CLIENT: I literally wanted to get up and leave. I was downstairs looking for a file. I was very frustrated because I was hot and sweaty. I just walked over in my heavy jacket, which I shouldn't have worn; and couldn't find the file I was looking for, and was just very frustrated. When I leave, Ian doesn't say he doesn't want me to go, but it's clear he's bothered by me leaving. Extra hugs. [00:38:55]
THERAPIST: Are you feeling sad or guilty that you didn't want to stay longer or felt so much like...
CLIENT: I stayed, but eventually I left. I actually started feeling sick a little bit, but then I went and got Chinese food, which I didn't eat all of it, most of it. I don't know. (pause) I don't know if I'm expecting too much because I have seen improvement, but I want more. At the same time, I don't want to go tell Micah this stuff because I don't want her to stop weaning me off Wellbutrin. I just don't see any point in me taking that, especially with the Adderall and the Prozac. (pause) I just feel like I'm going back and forth a lot. I want to be more level, you know? Things have definitely improved. [00:41:10]
THERAPIST: Yeah, I guess it sounds though like you're kind of getting used to like a bit of a bumpy ride, figuring out what's going to be better and what isn't. How do you feel better one minute and then feel shitty the next? What's going to throw you and what isn't: the traffic – not so much, but being with the family for a little while did.
CLIENT: I couldn't figure out why all of a sudden I was sad yesterday at the office. I don't know if it's just lack of talking to people and...

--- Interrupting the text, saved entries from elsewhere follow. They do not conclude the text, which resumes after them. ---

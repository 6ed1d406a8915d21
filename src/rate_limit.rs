// SPDX-FileCopyrightText: 2025 The superseedr Contributors
// SPDX-License-Identifier: GPL-3.0-or-later

use std::sync::atomic::{AtomicBool, Ordering};
use std::sync::{Mutex, MutexGuard};
use std::time::Duration;
use tokio::time::Instant;

// Upper bound on the wait for a single oversized request.
const MAX_SINGLE_WAIT: Duration = Duration::from_secs(30);

struct Bucket {
    last_refill: Instant,
    tokens: f64,
    bytes_per_sec: f64,
}

impl Bucket {
    fn refill(&mut self) {
        let now = Instant::now();
        let elapsed = now.saturating_duration_since(self.last_refill);
        self.last_refill = now;
        self.tokens = (self.tokens + elapsed.as_secs_f64() * self.bytes_per_sec)
            .min(self.bytes_per_sec);
    }
}

/// Byte-rate limiter shared by every session of a transfer.
/// A rate of 0 means unlimited and skips the lock entirely.
pub struct RateLimiter {
    unlimited: AtomicBool,
    bucket: Mutex<Bucket>,
}

impl RateLimiter {
    pub fn new(bytes_per_sec: u64) -> Self {
        let rate = bytes_per_sec as f64;
        Self {
            unlimited: AtomicBool::new(bytes_per_sec == 0),
            bucket: Mutex::new(Bucket {
                last_refill: Instant::now(),
                tokens: rate,
                bytes_per_sec: rate,
            }),
        }
    }

    pub fn unlimited() -> Self {
        Self::new(0)
    }

    fn lock(&self) -> MutexGuard<'_, Bucket> {
        self.bucket.lock().unwrap_or_else(|poisoned| poisoned.into_inner())
    }

    pub fn rate(&self) -> u64 {
        if self.unlimited.load(Ordering::Relaxed) {
            return 0;
        }
        self.lock().bytes_per_sec as u64
    }

    pub fn set_rate(&self, bytes_per_sec: u64) {
        let mut bucket = self.lock();
        bucket.bytes_per_sec = bytes_per_sec as f64;
        bucket.tokens = bytes_per_sec as f64;
        bucket.last_refill = Instant::now();
        self.unlimited.store(bytes_per_sec == 0, Ordering::Relaxed);
    }

    /// Waits until `bytes` may pass.
    pub async fn acquire(&self, bytes: usize) {
        if bytes == 0 || self.unlimited.load(Ordering::Relaxed) {
            return;
        }
        let wanted = bytes as f64;

        loop {
            let (wait, settled) = {
                let mut bucket = self.lock();
                if bucket.bytes_per_sec <= 0.0 {
                    return;
                }
                bucket.refill();

                if bucket.tokens >= wanted {
                    bucket.tokens -= wanted;
                    return;
                }
                if wanted > bucket.bytes_per_sec {
                    // Can never fit in the bucket: go into debt and pay it off.
                    bucket.tokens -= wanted;
                    let debt = Duration::from_secs_f64(wanted / bucket.bytes_per_sec);
                    (debt.min(MAX_SINGLE_WAIT), true)
                } else {
                    let missing = wanted - bucket.tokens;
                    let wait = Duration::from_secs_f64((missing / bucket.bytes_per_sec).max(0.001));
                    (wait, false)
                }
            };

            tokio::time::sleep(wait).await;
            if settled {
                return;
            }
        }
    }

    #[cfg(test)]
    fn tokens(&self) -> f64 {
        let mut bucket = self.lock();
        bucket.refill();
        bucket.tokens
    }
}

#[cfg(test)]
mod tests {
    use super::*;
    use std::sync::Arc;

    const TOLERANCE: f64 = 1e-3;

    #[tokio::test(start_paused = true)]
    async fn test_unlimited_never_waits() {
        let limiter = RateLimiter::unlimited();
        let start = Instant::now();
        limiter.acquire(10_000_000).await;
        assert_eq!(start.elapsed(), Duration::ZERO);
        assert_eq!(limiter.rate(), 0);
    }

    #[tokio::test(start_paused = true)]
    async fn test_immediate_when_budget_available() {
        let limiter = RateLimiter::new(1000);
        let start = Instant::now();
        limiter.acquire(400).await;
        assert_eq!(start.elapsed(), Duration::ZERO);
        assert!((limiter.tokens() - 600.0).abs() < TOLERANCE);
    }

    #[tokio::test(start_paused = true)]
    async fn test_waits_for_refill() {
        let limiter = RateLimiter::new(1000);
        limiter.acquire(1000).await;

        let start = Instant::now();
        limiter.acquire(500).await;
        let waited = start.elapsed();
        assert!(
            waited >= Duration::from_millis(490) && waited <= Duration::from_millis(600),
            "waited {:?}",
            waited
        );
    }

    #[tokio::test(start_paused = true)]
    async fn test_oversized_request_pays_proportionally() {
        let limiter = RateLimiter::new(1000);
        let start = Instant::now();
        limiter.acquire(3000).await;
        let waited = start.elapsed();
        assert!(waited >= Duration::from_secs(3), "waited {:?}", waited);
    }

    #[tokio::test(start_paused = true)]
    async fn test_concurrent_consumers_share_budget() {
        let limiter = Arc::new(RateLimiter::new(1000));
        limiter.acquire(1000).await;

        let start = Instant::now();
        let a = {
            let limiter = limiter.clone();
            tokio::spawn(async move { limiter.acquire(500).await })
        };
        let b = {
            let limiter = limiter.clone();
            tokio::spawn(async move { limiter.acquire(1000).await })
        };
        let (ra, rb) = tokio::join!(a, b);
        assert!(ra.is_ok() && rb.is_ok());
        assert!(start.elapsed() >= Duration::from_millis(1400));
    }

    #[tokio::test(start_paused = true)]
    async fn test_set_rate_to_zero_unthrottles() {
        let limiter = RateLimiter::new(10);
        limiter.set_rate(0);
        let start = Instant::now();
        limiter.acquire(1_000_000).await;
        assert_eq!(start.elapsed(), Duration::ZERO);
    }
}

THERAPIST: Well we have to stop for now, but that's the sort of thing you can try to figure out, what was happening, what was going on in your mind. It's not unusual for somebody to have a change – even an intense change – in how they feel. It's because of something that's going on kind of in the back of their mind or is related to something they're upset about, but isn't front and center as they're going about their day.
CLIENT: Because Doctor Grace won't respond to my message. Is that it?
THERAPIST: I don't know. Maybe.
CLIENT: Friday.
THERAPIST: Sorry, again, that I was late.